全语种机器翻译:支持1,600种语言的机器翻译系统
Omnilingual MT: Machine Translation for 1,600 Languages
March 17, 2026
作者: Omnilingual MT Team, Belen Alastruey, Niyati Bafna, Andrea Caciolai, Kevin Heffernan, Artyom Kozhevnikov, Christophe Ropers, Eduardo Sánchez, Charles-Eric Saint-James, Ioannis Tsiamas, Chierh Cheng, Joe Chuang, Paul-Ambroise Duquenne, Mark Duppenthaler, Nate Ekberg, Cynthia Gao, Pere Lluís Huguet Cabot, João Maria Janeiro, Jean Maillard, Gabriel Mejia Gonzalez, Holger Schwenk, Edan Toledo, Arina Turkatenko, Albert Ventayol-Boada, Rashel Moritz, Alexandre Mourachko, Surya Parimi, Mary Williamson, Shireen Yates, David Dale, Marta R. Costa-jussà
cs.AI
摘要
高质量机器翻译(MT)已能覆盖数百种语言,为多语言系统设定了高标准。但相较于全球7000种语言,现有系统的覆盖范围仍十分有限:目标端约支持200种语言,借助跨语言迁移技术,源端或许能多支持几百种。由于缺乏可靠的基准指标,就连这些数字都难以准确评估。
我们推出全语种机器翻译(OMT)系统,这是首个支持1600余种语言的机器翻译系统。此规模得益于综合数据策略的实现——该策略将大型公共多语言语料库与新创建的数据集(包括人工校对的MeDLEY双语语料)相融合。
我们探索了大型语言模型(LLM)专用于机器翻译的两种路径:作为仅解码器模型(OMT-LLaMA),或作为编码器-解码器架构中的模块(OMT-NLLB)。值得注意的是,我们所有10亿至80亿参数的模型均达到或超越700亿参数LLM基线的机器翻译性能,展现出明显的专业化优势,并能在低算力环境下实现强劲的翻译质量。
此外,我们对英语至1600种语言翻译的评估进一步表明:基线模型虽能理解低资源语言,但常无法生成具有实质保真度的译文;OMT-LLaMA模型则大幅扩展了可生成连贯译文的语言范围。同时,OMT模型在跨语言迁移方面取得进展,近乎解决1600种语言评估中机器翻译"理解"环节的难题。我们的排行榜及主要人工评估数据集(BOUQuET与Met-BOUQuET)正动态向全语种方向演进,并免费开放。
English
High-quality machine translation (MT) can scale to hundreds of languages, setting a high bar for multilingual systems. However, compared to the world's 7,000 languages, current systems still offer only limited coverage: about 200 languages on the target side, and maybe a few hundreds more on the source side, supported due to cross-lingual transfer. And even these numbers have been hard to evaluate due to the lack of reliable benchmarks and metrics.

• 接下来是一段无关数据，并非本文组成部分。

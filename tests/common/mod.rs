//! Common test utilities for the integration suites
//!
//! Source fakes plus builders that wire them into an orchestrator over an
//! in-memory or temp-file store.

#![allow(dead_code)]

pub mod fakes;

pub use fakes::{track, FailingAxis, FailingCredits, FakeCatalog, FakeCredits, FakeWeb};

use meridian::config::AxisSettings;
use meridian::source::{CreditSource, TempoDataset, TempoEntry};
use meridian::{FixtureTable, GraphStore, Orchestrator, Sources};
use std::sync::Arc;

/// Tempo dataset around "My Own Summer (Shove It)" at 92 BPM
pub fn tempo_dataset() -> TempoDataset {
    TempoDataset::new(vec![
        TempoEntry::new("Deftones", "My Own Summer (Shove It)", 92.0),
        TempoEntry::new("Hum", "Stars", 95.0),
        TempoEntry::new("Failure", "Stuck on You", 120.0),
    ])
}

/// A catalog that knows Deftones and one of its tracks
pub fn deftones_catalog() -> FakeCatalog {
    FakeCatalog::default()
        .with_artist(1, "Deftones")
        .with_track(100, "Deftones", "My Own Summer (Shove It)", "Around the Fur", "1997-10-28")
}

/// Axis settings with pacing disabled
pub fn settings() -> AxisSettings {
    AxisSettings {
        album_pacing_ms: 0,
        ..AxisSettings::default()
    }
}

pub fn sources(
    catalog: FakeCatalog,
    credits: Arc<dyn CreditSource>,
    web: FakeWeb,
    tempo: TempoDataset,
) -> Sources {
    Sources {
        tempo: Arc::new(tempo),
        catalog: Arc::new(catalog),
        credits,
        web: Arc::new(web),
    }
}

/// Orchestrator over the shipped fixture table
pub fn orchestrator(store: Arc<dyn GraphStore>, sources: Sources) -> Orchestrator {
    let fixtures = FixtureTable::bundled().expect("shipped fixtures parse");
    Orchestrator::new(store, sources, Arc::new(fixtures), &settings())
}

/// Orchestrator with the Deftones catalog, tempo dataset and no credits
pub fn music_orchestrator(store: Arc<dyn GraphStore>) -> Orchestrator {
    orchestrator(
        store,
        sources(
            deftones_catalog(),
            Arc::new(FakeCredits::default()),
            FakeWeb::offline(),
            tempo_dataset(),
        ),
    )
}
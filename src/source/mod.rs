//! Source clients
//!
//! Resilient wrappers over each external data provider. Every lookup has
//! the shape `fetch(query) -> Option<result>`: transient failures are
//! retried with backoff inside the client, and a `None` means the source
//! is unavailable. Callers continue without it.

mod catalog;
mod credits;
mod error;
mod pacing;
mod retry;
mod tempo;
mod web;

pub use catalog::{
    CatalogAlbum, CatalogArtist, CatalogClient, CatalogSource, CatalogTrack, TrackAlbumRef,
    TrackArtistRef,
};
pub use credits::{
    CreditClient, CreditClientOptions, CreditHit, CreditProfile, CreditRef, CreditSource,
};
pub use error::SourceError;
pub use pacing::Pacer;
pub use retry::{with_retry, RetryPolicy};
pub use tempo::{TempoDataset, TempoEntry};
pub use web::{extract_snippets, SearchSnippet, WebSearch, WebSearchClient};

/// Year prefix of a `YYYY-MM-DD` release date
pub(crate) fn year_of(release_date: Option<&str>) -> Option<i32> {
    release_date?.split('-').next()?.trim().parse().ok()
}
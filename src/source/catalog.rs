//! Music catalog client
//!
//! Free-text search plus related-artist, discography and tracklist lookups
//! against a Deezer-shaped JSON API (`{"data": [...]}` pages, errors as
//! `{"error": {"code": ..}}` bodies).

use super::error::SourceError;
use super::retry::{with_retry, RetryPolicy};
use async_trait::async_trait;
use serde::de::DeserializeOwned;
use serde::Deserialize;
use serde_json::Value;
use std::time::Duration;
use tracing::{debug, warn};

const USER_AGENT: &str = concat!("meridian/", env!("CARGO_PKG_VERSION"));

/// Provider error code signalling that the request quota is exhausted
const QUOTA_ERROR_CODE: i64 = 4;

#[derive(Debug, Clone, PartialEq, Deserialize)]
pub struct CatalogArtist {
    pub id: u64,
    pub name: String,
    #[serde(default, rename = "picture_medium")]
    pub picture: Option<String>,
}

#[derive(Debug, Clone, PartialEq, Deserialize)]
pub struct CatalogAlbum {
    pub id: u64,
    pub title: String,
    #[serde(default)]
    pub release_date: Option<String>,
    #[serde(default, rename = "cover_medium")]
    pub cover: Option<String>,
}

impl CatalogAlbum {
    pub fn year(&self) -> Option<i32> {
        super::year_of(self.release_date.as_deref())
    }
}

#[derive(Debug, Clone, PartialEq, Deserialize)]
pub struct TrackArtistRef {
    pub name: String,
}

#[derive(Debug, Clone, PartialEq, Deserialize)]
pub struct TrackAlbumRef {
    pub title: String,
    #[serde(default)]
    pub release_date: Option<String>,
    #[serde(default, rename = "cover_medium")]
    pub cover: Option<String>,
}

#[derive(Debug, Clone, PartialEq, Deserialize)]
pub struct CatalogTrack {
    pub id: u64,
    pub title: String,
    /// Seconds
    #[serde(default)]
    pub duration: Option<u32>,
    #[serde(default)]
    pub artist: Option<TrackArtistRef>,
    #[serde(default)]
    pub album: Option<TrackAlbumRef>,
}

impl CatalogTrack {
    pub fn artist_name(&self) -> &str {
        self.artist.as_ref().map(|a| a.name.as_str()).unwrap_or("")
    }

    pub fn year(&self) -> Option<i32> {
        super::year_of(self.album.as_ref().and_then(|a| a.release_date.as_deref()))
    }
}

#[derive(Debug, Deserialize)]
struct Page<T> {
    #[serde(default = "Vec::new")]
    data: Vec<T>,
}

/// Catalog lookups used by the orchestrator and the catalog axes.
///
/// `None` means the catalog is unavailable; an empty list means it
/// answered with nothing.
#[async_trait]
pub trait CatalogSource: Send + Sync {
    /// Best artist match for a free-text query (the first hit)
    async fn search_artist(&self, query: &str) -> Option<CatalogArtist>;

    /// Best track match for a free-text query (the first hit)
    async fn search_track(&self, query: &str) -> Option<CatalogTrack>;

    async fn related_to(&self, artist_id: u64, limit: usize) -> Option<Vec<CatalogArtist>>;

    async fn albums_of(&self, artist_id: u64, limit: usize) -> Option<Vec<CatalogAlbum>>;

    async fn tracks_of(&self, album_id: u64, limit: usize) -> Option<Vec<CatalogTrack>>;
}

/// HTTP catalog client with retry and quota backoff
pub struct CatalogClient {
    http: reqwest::Client,
    base_url: String,
    policy: RetryPolicy,
}

impl CatalogClient {
    pub fn new(base_url: impl Into<String>, policy: RetryPolicy) -> Result<Self, SourceError> {
        let http = reqwest::Client::builder()
            .user_agent(USER_AGENT)
            .timeout(Duration::from_secs(30))
            .build()
            .map_err(|e| SourceError::Network(e.to_string()))?;

        Ok(Self {
            http,
            base_url: base_url.into().trim_end_matches('/').to_string(),
            policy,
        })
    }

    async fn request(&self, path: &str, query: &[(&str, String)]) -> Result<Value, SourceError> {
        let url = format!("{}{}", self.base_url, path);
        debug!(url = %url, "Querying catalog");

        let response = self.http.get(&url).query(query).send().await?;
        let status = response.status();
        if !status.is_success() {
            return Err(SourceError::from_status(status, response.headers(), None));
        }

        let body: Value = response
            .json()
            .await
            .map_err(|e| SourceError::Malformed(e.to_string()))?;
        check_provider_error(&body)?;
        Ok(body)
    }

    async fn fetch_page<T: DeserializeOwned>(
        &self,
        path: &str,
        query: &[(&str, String)],
    ) -> Option<Vec<T>> {
        let body = with_retry("catalog", &self.policy, || self.request(path, query)).await?;
        match serde_json::from_value::<Page<T>>(body) {
            Ok(page) => Some(page.data),
            Err(e) => {
                warn!(path, error = %e, "Unexpected catalog response shape");
                None
            }
        }
    }
}

/// Map an in-body provider error to a `SourceError`.
fn check_provider_error(body: &Value) -> Result<(), SourceError> {
    let Some(error) = body.get("error") else {
        return Ok(());
    };
    let code = error.get("code").and_then(Value::as_i64).unwrap_or(-1);
    if code == QUOTA_ERROR_CODE {
        return Err(SourceError::Quota(code));
    }
    let message = error
        .get("message")
        .and_then(Value::as_str)
        .unwrap_or_default()
        .to_string();
    Err(SourceError::Provider { code, message })
}

#[async_trait]
impl CatalogSource for CatalogClient {
    async fn search_artist(&self, query: &str) -> Option<CatalogArtist> {
        let params = [("q", query.to_string()), ("limit", "1".to_string())];
        let hits: Vec<CatalogArtist> = self.fetch_page("/search/artist", &params).await?;
        hits.into_iter().next()
    }

    async fn search_track(&self, query: &str) -> Option<CatalogTrack> {
        let params = [("q", query.to_string()), ("limit", "1".to_string())];
        let hits: Vec<CatalogTrack> = self.fetch_page("/search/track", &params).await?;
        hits.into_iter().next()
    }

    async fn related_to(&self, artist_id: u64, limit: usize) -> Option<Vec<CatalogArtist>> {
        let params = [("limit", limit.to_string())];
        self.fetch_page(&format!("/artist/{}/related", artist_id), &params)
            .await
    }

    async fn albums_of(&self, artist_id: u64, limit: usize) -> Option<Vec<CatalogAlbum>> {
        let params = [("limit", limit.to_string())];
        self.fetch_page(&format!("/artist/{}/albums", artist_id), &params)
            .await
    }

    async fn tracks_of(&self, album_id: u64, limit: usize) -> Option<Vec<CatalogTrack>> {
        let params = [("limit", limit.to_string())];
        self.fetch_page(&format!("/album/{}/tracks", album_id), &params)
            .await
    }
}

#[cfg(test)]
mod tests {
    use super::*;
    use serde_json::json;

    #[test]
    fn quota_error_is_distinct_from_other_provider_errors() {
        let quota = json!({"error": {"type": "Exception", "message": "Quota limit exceeded", "code": 4}});
        assert_eq!(check_provider_error(&quota), Err(SourceError::Quota(4)));

        let missing = json!({"error": {"message": "no data", "code": 800}});
        assert_eq!(
            check_provider_error(&missing),
            Err(SourceError::Provider { code: 800, message: "no data".into() })
        );

        assert!(check_provider_error(&json!({"data": []})).is_ok());
    }

    #[test]
    fn track_page_parses_nested_refs() {
        let body = json!({
            "data": [{
                "id": 3135556,
                "title": "My Own Summer (Shove It)",
                "duration": 215,
                "artist": {"id": 1190, "name": "Deftones"},
                "album": {"id": 302127, "title": "Around the Fur", "release_date": "1997-10-28"}
            }],
            "total": 1
        });
        let page: Page<CatalogTrack> = serde_json::from_value(body).unwrap();
        let track = &page.data[0];
        assert_eq!(track.artist_name(), "Deftones");
        assert_eq!(track.year(), Some(1997));
        assert_eq!(track.duration, Some(215));
    }

    #[test]
    fn page_without_data_is_empty() {
        let page: Page<CatalogAlbum> = serde_json::from_value(json!({"total": 0})).unwrap();
        assert!(page.data.is_empty());
    }

    #[test]
    fn album_year() {
        let album: CatalogAlbum = serde_json::from_value(json!({
            "id": 1, "title": "White Pony", "release_date": "2000-06-20"
        }))
        .unwrap();
        assert_eq!(album.year(), Some(2000));
    }

    #[test]
    fn base_url_trailing_slash_is_trimmed() {
        let client = CatalogClient::new("https://api.example.com/", RetryPolicy::immediate(1)).unwrap();
        assert_eq!(client.base_url, "https://api.example.com");
    }
}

We present Omnilingual Machine Translation (OMT), the first MT system supporting more than 1,600 languages. This scale is enabled by a comprehensive data strategy that integrates large public multilingual corpora with newly created datasets, including manually curated MeDLEY bitext.
We explore two ways of specializing a Large Language model (LLM) for machine translation: as a decoder-only model (OMT-LLaMA) or as a module in an encoder-decoder architecture (OMT-NLLB). Notably, all our 1B to 8B parameter models match or exceed the MT performance of a 70B LLM baseline, revealing a clear specialization advantage and enabling strong translation quality in low-compute settings. Moreover, our evaluation of English-to-1,600 translations further shows that while baseline models can interpret undersupported languages, they frequently fail to generate them with meaningful fidelity; OMT-LLaMA models substantially expand the set of languages for which coherent generation is feasible. Additionally, OMT models improve in cross-lingual transfer, being close to solving the "understanding" part of the puzzle in MT for the 1,600 evaluated. Our leaderboard and main human-created evaluation datasets (BOUQuET and Met-BOUQuET) are dynamically evolving towards Omnilinguality and freely available.